<<<<

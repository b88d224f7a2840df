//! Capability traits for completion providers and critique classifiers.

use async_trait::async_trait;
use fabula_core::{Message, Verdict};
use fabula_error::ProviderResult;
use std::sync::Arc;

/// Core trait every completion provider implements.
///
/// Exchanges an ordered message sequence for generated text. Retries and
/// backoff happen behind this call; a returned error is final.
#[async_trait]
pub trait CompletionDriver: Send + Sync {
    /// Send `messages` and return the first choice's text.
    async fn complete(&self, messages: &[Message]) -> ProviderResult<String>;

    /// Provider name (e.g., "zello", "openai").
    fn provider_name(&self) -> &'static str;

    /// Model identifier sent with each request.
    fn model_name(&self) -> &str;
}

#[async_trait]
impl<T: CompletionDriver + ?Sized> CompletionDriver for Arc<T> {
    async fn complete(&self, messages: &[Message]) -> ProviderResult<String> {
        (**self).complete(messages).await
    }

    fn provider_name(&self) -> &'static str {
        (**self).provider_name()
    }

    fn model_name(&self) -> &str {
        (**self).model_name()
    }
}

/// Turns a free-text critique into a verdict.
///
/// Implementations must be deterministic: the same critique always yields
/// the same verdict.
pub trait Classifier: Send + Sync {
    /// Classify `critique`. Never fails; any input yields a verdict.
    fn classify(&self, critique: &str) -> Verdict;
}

>>>>
<<<<

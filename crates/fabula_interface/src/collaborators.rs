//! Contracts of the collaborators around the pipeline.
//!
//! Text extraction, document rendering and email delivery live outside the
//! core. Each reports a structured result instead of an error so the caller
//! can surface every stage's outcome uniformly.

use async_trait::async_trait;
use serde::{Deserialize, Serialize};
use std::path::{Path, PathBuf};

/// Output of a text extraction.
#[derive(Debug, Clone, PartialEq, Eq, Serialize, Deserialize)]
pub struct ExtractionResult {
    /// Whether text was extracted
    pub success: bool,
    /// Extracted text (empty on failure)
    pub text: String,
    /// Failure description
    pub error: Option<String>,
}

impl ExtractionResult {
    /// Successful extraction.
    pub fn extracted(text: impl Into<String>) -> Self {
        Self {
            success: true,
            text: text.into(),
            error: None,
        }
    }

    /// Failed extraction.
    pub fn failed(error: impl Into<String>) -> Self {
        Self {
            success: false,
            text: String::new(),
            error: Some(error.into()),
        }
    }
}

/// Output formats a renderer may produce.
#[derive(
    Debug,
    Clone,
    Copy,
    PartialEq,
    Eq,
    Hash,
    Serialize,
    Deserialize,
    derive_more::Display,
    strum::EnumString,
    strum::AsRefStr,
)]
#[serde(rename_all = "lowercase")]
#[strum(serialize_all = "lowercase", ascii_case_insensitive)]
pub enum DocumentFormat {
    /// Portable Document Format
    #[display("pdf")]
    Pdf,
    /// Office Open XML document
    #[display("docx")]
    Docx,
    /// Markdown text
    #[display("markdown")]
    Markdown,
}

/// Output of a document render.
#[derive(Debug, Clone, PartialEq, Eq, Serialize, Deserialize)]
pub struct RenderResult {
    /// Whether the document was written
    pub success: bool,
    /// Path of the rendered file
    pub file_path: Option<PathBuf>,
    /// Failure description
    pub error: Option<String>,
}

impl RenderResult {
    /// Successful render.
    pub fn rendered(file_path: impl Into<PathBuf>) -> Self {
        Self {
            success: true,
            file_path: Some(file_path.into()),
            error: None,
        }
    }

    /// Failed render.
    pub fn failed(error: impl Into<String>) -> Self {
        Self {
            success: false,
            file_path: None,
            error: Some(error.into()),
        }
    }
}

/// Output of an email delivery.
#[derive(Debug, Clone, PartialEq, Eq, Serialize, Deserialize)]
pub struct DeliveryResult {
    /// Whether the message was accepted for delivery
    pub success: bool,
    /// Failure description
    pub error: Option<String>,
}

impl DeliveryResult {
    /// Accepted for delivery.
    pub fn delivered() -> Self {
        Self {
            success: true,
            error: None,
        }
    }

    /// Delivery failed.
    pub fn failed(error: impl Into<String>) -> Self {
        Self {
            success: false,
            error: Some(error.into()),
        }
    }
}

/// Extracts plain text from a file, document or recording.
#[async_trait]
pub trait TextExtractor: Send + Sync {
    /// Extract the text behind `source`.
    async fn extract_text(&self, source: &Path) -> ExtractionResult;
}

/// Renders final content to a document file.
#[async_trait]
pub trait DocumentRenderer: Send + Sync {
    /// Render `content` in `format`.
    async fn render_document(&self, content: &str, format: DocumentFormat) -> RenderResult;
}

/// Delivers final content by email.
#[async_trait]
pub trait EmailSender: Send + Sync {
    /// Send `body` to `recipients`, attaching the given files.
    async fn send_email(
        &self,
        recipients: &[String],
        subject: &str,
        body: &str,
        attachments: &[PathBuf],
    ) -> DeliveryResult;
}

>>>>

_WHAT IS BEING ASKED_: Copy out each line of the data containing the string "collaborators".

_YOUR RESPONSE_:
filename crates/fabula_interface/src/collaborators.rs
//! Contracts of the collaborators around the pipeline.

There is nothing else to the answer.